YOUR GOAL — Look through the data below, and copy each line that carries the word "LockError".

GIVEN DATA —

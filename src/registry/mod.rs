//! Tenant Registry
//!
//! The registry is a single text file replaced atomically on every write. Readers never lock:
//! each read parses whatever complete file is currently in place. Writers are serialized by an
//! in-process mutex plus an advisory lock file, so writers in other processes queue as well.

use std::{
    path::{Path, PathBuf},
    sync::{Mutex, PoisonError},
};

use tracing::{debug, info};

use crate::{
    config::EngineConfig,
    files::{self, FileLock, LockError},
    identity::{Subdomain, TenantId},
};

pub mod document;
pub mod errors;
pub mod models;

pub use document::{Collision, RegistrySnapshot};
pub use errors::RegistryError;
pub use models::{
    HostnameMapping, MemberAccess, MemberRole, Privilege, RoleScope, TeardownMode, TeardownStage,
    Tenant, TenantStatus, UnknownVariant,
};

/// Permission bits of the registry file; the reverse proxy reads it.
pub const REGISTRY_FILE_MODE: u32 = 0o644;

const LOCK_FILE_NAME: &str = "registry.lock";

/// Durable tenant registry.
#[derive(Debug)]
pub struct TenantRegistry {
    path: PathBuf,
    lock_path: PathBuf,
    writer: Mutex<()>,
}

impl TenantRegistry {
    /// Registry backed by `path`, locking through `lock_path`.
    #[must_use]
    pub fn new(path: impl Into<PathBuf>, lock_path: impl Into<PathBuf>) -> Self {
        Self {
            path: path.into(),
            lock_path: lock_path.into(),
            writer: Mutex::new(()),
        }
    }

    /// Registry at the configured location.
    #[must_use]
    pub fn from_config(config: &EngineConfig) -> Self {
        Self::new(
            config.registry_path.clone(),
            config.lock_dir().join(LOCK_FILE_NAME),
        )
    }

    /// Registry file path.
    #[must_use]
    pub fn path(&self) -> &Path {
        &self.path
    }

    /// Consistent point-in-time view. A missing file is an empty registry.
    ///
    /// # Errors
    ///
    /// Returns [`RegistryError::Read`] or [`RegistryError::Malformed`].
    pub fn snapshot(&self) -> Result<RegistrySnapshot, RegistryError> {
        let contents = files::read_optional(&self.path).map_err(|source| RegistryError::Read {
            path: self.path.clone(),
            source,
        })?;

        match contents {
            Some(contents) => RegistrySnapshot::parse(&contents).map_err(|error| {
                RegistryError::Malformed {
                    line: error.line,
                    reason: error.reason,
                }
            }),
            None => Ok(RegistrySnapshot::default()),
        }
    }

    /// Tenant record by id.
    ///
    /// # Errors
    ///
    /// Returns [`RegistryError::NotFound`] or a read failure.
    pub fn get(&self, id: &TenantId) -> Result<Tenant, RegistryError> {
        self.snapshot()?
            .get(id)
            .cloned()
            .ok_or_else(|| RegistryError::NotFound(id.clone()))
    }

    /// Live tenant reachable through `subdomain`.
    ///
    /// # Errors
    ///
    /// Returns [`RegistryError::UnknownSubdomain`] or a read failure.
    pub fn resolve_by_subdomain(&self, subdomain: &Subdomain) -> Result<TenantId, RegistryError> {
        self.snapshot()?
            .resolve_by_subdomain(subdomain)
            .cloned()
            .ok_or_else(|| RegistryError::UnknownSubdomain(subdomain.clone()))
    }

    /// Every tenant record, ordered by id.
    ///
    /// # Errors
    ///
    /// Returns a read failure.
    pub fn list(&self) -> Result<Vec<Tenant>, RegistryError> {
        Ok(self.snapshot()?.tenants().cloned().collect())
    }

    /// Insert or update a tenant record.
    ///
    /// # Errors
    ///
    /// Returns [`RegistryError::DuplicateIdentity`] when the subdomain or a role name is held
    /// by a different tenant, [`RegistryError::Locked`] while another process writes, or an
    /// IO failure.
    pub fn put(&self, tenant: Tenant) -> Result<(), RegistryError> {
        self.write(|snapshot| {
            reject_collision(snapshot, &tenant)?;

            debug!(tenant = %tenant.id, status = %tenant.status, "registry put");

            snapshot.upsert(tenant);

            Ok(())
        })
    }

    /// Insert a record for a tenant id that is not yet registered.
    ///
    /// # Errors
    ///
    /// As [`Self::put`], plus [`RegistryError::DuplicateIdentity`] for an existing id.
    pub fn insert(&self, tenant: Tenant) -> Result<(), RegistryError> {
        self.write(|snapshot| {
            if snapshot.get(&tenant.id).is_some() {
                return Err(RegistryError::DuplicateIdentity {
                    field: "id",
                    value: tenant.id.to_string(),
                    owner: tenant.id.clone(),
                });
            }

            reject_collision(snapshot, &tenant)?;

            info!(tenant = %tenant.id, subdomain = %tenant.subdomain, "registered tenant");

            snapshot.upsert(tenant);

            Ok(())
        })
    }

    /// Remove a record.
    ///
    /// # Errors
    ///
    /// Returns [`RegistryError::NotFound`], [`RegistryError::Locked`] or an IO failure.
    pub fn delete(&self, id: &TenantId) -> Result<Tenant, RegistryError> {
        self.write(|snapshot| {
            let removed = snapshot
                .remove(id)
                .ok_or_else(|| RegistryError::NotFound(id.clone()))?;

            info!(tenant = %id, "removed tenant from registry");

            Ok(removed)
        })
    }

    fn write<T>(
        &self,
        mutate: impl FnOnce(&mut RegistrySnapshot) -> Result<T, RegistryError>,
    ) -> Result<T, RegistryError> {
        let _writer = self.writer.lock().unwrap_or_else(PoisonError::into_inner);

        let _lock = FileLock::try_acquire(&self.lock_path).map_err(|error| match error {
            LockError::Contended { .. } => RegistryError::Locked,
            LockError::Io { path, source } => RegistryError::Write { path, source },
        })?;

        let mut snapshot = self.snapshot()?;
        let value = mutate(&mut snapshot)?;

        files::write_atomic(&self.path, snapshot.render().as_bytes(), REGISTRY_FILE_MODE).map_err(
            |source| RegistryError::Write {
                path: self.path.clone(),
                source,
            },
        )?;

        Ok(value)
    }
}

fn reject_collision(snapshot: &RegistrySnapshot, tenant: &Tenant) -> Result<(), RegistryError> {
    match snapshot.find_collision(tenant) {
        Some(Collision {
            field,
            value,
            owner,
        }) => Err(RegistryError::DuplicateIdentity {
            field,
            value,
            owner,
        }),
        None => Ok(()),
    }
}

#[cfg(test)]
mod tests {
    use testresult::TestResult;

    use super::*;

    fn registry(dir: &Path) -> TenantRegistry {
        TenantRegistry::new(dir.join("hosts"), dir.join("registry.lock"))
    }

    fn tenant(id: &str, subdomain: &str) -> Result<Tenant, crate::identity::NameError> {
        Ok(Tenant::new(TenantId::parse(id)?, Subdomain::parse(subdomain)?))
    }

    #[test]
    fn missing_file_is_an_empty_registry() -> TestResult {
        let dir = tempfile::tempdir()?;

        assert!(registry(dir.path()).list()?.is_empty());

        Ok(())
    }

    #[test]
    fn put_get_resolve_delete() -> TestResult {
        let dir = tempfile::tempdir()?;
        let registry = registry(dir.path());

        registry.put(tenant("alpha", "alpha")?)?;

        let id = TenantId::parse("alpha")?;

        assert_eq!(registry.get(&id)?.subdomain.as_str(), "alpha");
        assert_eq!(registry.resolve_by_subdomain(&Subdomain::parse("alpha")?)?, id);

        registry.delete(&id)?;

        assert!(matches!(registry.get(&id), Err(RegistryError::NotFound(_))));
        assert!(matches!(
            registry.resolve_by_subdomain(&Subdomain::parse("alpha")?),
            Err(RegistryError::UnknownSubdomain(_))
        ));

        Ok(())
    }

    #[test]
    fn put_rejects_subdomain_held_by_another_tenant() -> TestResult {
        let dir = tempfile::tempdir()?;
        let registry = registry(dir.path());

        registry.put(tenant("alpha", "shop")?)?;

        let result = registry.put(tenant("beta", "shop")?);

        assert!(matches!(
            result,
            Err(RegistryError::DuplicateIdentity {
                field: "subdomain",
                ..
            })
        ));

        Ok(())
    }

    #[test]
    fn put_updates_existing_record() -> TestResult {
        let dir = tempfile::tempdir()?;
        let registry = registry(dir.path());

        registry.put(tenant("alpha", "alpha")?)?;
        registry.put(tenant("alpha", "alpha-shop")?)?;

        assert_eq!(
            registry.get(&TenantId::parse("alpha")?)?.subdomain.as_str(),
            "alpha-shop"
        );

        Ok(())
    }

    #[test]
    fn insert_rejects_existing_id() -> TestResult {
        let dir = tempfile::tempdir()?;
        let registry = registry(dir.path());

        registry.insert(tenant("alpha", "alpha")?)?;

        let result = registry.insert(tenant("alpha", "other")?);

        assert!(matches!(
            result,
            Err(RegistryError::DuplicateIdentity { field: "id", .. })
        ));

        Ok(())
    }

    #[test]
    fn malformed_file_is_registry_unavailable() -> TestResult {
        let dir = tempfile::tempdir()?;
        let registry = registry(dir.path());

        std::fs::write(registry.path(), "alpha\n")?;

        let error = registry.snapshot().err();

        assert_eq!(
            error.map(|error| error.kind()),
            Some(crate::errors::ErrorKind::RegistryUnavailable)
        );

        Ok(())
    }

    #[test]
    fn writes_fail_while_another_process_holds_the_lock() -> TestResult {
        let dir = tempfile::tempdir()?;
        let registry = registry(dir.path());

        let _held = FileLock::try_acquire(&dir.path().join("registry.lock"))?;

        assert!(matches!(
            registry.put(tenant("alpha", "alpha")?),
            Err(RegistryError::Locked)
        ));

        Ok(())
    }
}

SOLVED EXERCISE —
    files::{self, FileLock, LockError},
            LockError::Contended { .. } => RegistryError::Locked,
            LockError::Io { path, source } => RegistryError::Write { path, source },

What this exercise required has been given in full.